Hanging Fork Watershed Based Plan




All across Kentucky, there are many streams that flow into larger bodies of water, a central feature in Kentucky’s landscape. In fact, these streams surrounding land represent some of Kentucky's most valuable natural, cultural, and historical resources. They provide us with more than 100 kinds of fish native to our waters. And they provide recreational opportunities, such as swimming on the streams and rivers  of more than 4 million people.
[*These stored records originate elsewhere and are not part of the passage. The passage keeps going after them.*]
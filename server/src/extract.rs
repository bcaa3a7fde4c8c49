//! Extractors whose rejections render as 400 envelopes instead of axum's
//! plain-text defaults.

use axum::extract::{FromRequest, FromRequestParts};

use crate::error::AppError;

#[derive(FromRequest)]
#[from_request(via(axum::Json), rejection(AppError))]
pub struct JsonBody<T>(pub T);

#[derive(FromRequestParts)]
#[from_request(via(axum::extract::Path), rejection(AppError))]
pub struct PathParam<T>(pub T);

#[derive(FromRequestParts)]
#[from_request(via(axum::extract::Query), rejection(AppError))]
pub struct QueryParams<T>(pub T);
When it rains, all the water falling to the land recharges the groundwater and stream flows.  This surrounding land is called a watershed. No matter where we live in Kentucky, we live in a watershed. Think about it! Every time it storms, the water runs off the land toward a stream. Anything on the ground—like pesticides, garbage, and trash—runs off the land with the water and eventually ends up in our streams, as well. According to the Kentucky Division of Water, many of Kentucky’s assessed streams and rivers are polluted to the point where they can no longer support swimming and fishing. Polluted water is usually caused by our activities on the land.
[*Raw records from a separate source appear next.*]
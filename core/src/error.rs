//! Error types for the todo API client.
//!
//! # Design
//! `NotFound` gets a dedicated variant because callers frequently distinguish
//! "the todo does not exist" from "the server returned an unexpected
//! status." Both carry the envelope's `message` when the body could be
//! decoded, so server-side validation text reaches the caller.

/// Errors returned by `TodoClient` build and parse methods.
#[derive(Debug, thiserror::Error)]
pub enum ApiError {
    /// The server returned 404: the requested todo does not exist.
    #[error("not found: {message}")]
    NotFound { message: String },

    /// The server returned a status other than the one the endpoint promises.
    #[error("HTTP {status}: {message}")]
    HttpError { status: u16, message: String },

    /// The response body could not be decoded into the expected envelope.
    #[error("deserialization failed: {0}")]
    DeserializationError(String),

    /// The request payload could not be serialized to JSON.
    #[error("serialization failed: {0}")]
    SerializationError(String),
}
There are twelve major watersheds, or river basins, in Kentucky. The Dix River Watershed is located in the Kentucky River Basin.

The lower Dix River Watershed includes the western edge of Garrard County, part of northern Lincoln County, and eastern portions of Boyle and Mercer Counties. The land is characterized by undulating terrain and moderate rates of both surface runoff and groundwater drainage. Most of the watershed lies above thick layers of easily dissolved limestone. Groundwater flows through channels in the limestone, so caves and springs are common in regions with this geology.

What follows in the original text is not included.